Stored data entries:
□ □ □ □

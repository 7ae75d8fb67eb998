//! The user-editable input: which atoms, and the net charge.

use std::fmt;

use crate::element::{Element, NUM_ELEMENTS};
use crate::error::CompositionError;
use crate::mol::{MAX_ATOMS, MAX_HEAVY_ATOMS};

/// An ordered list of atoms plus a net charge.
///
/// Atom order matters: it fixes node indices in every generated structure
/// and breaks ties when choosing a central atom.
///
/// # Examples
///
/// ```
/// use lewisdot::{Composition, Element};
///
/// let nitrate = Composition::new(&[Element::N, Element::O, Element::O, Element::O], -1).unwrap();
/// assert_eq!(nitrate.valence_electron_total(), 24);
/// assert_eq!(nitrate.to_string(), "NO3 -1");
/// ```
#[derive(Debug, Clone, Default, PartialEq, Eq)]
pub struct Composition {
    atoms: Vec<Element>,
    charge: i8,
}

impl Composition {
    pub fn empty() -> Self {
        Self {
            atoms: Vec::with_capacity(MAX_ATOMS),
            charge: 0,
        }
    }

    pub fn new(atoms: &[Element], charge: i8) -> Result<Self, CompositionError> {
        let mut comp = Self::empty();
        for &e in atoms {
            comp.push(e)?;
        }
        comp.charge = charge;
        Ok(comp)
    }

    /// Builds a composition from element symbols, e.g. `["S", "O", "O"]`.
    pub fn from_symbols<'a, I>(symbols: I, charge: i8) -> Result<Self, CompositionError>
    where
        I: IntoIterator<Item = &'a str>,
    {
        let mut comp = Self::empty();
        for sym in symbols {
            let e = Element::from_symbol(sym)
                .ok_or_else(|| CompositionError::UnknownElement(sym.to_string()))?;
            comp.push(e)?;
        }
        comp.charge = charge;
        Ok(comp)
    }

    pub fn atoms(&self) -> &[Element] {
        &self.atoms
    }

    pub fn atom_count(&self) -> usize {
        self.atoms.len()
    }

    pub fn is_empty(&self) -> bool {
        self.atoms.is_empty()
    }

    pub fn charge(&self) -> i8 {
        self.charge
    }

    pub fn set_charge(&mut self, charge: i8) {
        self.charge = charge;
    }

    /// Steps the charge through 0, +1, +2, -1, -2 and back to 0.
    pub fn cycle_charge(&mut self) {
        self.charge = match self.charge {
            0 => 1,
            1 => 2,
            2 => -1,
            -1 => -2,
            _ => 0,
        };
    }

    pub fn heavy_atom_count(&self) -> usize {
        self.atoms.iter().filter(|e| !e.is_hydrogen()).count()
    }

    pub fn push(&mut self, element: Element) -> Result<(), CompositionError> {
        if self.atoms.len() >= MAX_ATOMS {
            return Err(CompositionError::TooManyAtoms { limit: MAX_ATOMS });
        }
        self.atoms.push(element);
        Ok(())
    }

    /// Like [`push`](Composition::push), but also holds non-hydrogen atoms to
    /// [`MAX_HEAVY_ATOMS`], which keeps interactively built molecules drawable.
    pub fn pick(&mut self, element: Element) -> Result<(), CompositionError> {
        if !element.is_hydrogen() && self.heavy_atom_count() >= MAX_HEAVY_ATOMS {
            return Err(CompositionError::TooManyHeavyAtoms {
                element,
                limit: MAX_HEAVY_ATOMS,
            });
        }
        self.push(element)
    }

    /// Removes the most recently added atom. Emptying the list also resets
    /// the charge.
    pub fn pop(&mut self) -> Option<Element> {
        let e = self.atoms.pop();
        if self.atoms.is_empty() {
            self.charge = 0;
        }
        e
    }

    pub fn clear(&mut self) {
        self.atoms.clear();
        self.charge = 0;
    }

    /// How many atoms of `element` the composition holds.
    pub fn count_of(&self, element: Element) -> usize {
        self.atoms.iter().filter(|&&e| e == element).count()
    }

    /// Sum of valence electrons minus the charge. Negative when the charge
    /// removes more electrons than exist.
    pub fn valence_electron_total(&self) -> i32 {
        let total: i32 = self
            .atoms
            .iter()
            .map(|e| i32::from(e.valence_electrons()))
            .sum();
        total - i32::from(self.charge)
    }

    /// Formula in element-table order, e.g. `"H2O"`, `"O4S -2"`.
    pub fn formula(&self) -> String {
        self.to_string()
    }
}

impl fmt::Display for Composition {
    fn fmt(&self, f: &mut fmt::Formatter<'_>) -> fmt::Result {
        let mut counts = [0usize; NUM_ELEMENTS];
        for e in &self.atoms {
            counts[e.index()] += 1;
        }
        for e in Element::ALL {
            match counts[e.index()] {
                0 => {}
                1 => write!(f, "{}", e)?,
                n => write!(f, "{}{}", e, n)?,
            }
        }
        if self.charge > 0 {
            write!(f, " +{}", self.charge)?;
        } else if self.charge < 0 {
            write!(f, " {}", self.charge)?;
        }
        Ok(())
    }
}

□ □ □ □

**What is expected:** Write out exactly the lines from the one with "let total: i32 = self" through the end of the records above, both ends included, and leave out all other lines.

**Answer:**
        let total: i32 = self
            .atoms
            .iter()
            .map(|e| i32::from(e.valence_electrons()))
            .sum();
        total - i32::from(self.charge)
    }

    /// Formula in element-table order, e.g. `"H2O"`, `"O4S -2"`.
    pub fn formula(&self) -> String {
        self.to_string()
    }
}

impl fmt::Display for Composition {
    fn fmt(&self, f: &mut fmt::Formatter<'_>) -> fmt::Result {
        let mut counts = [0usize; NUM_ELEMENTS];
        for e in &self.atoms {
            counts[e.index()] += 1;
        }
        for e in Element::ALL {
            match counts[e.index()] {
                0 => {}
                1 => write!(f, "{}", e)?,
                n => write!(f, "{}{}", e, n)?,
            }
        }
        if self.charge > 0 {
            write!(f, " +{}", self.charge)?;
        } else if self.charge < 0 {
            write!(f, " {}", self.charge)?;
        }
        Ok(())
    }
}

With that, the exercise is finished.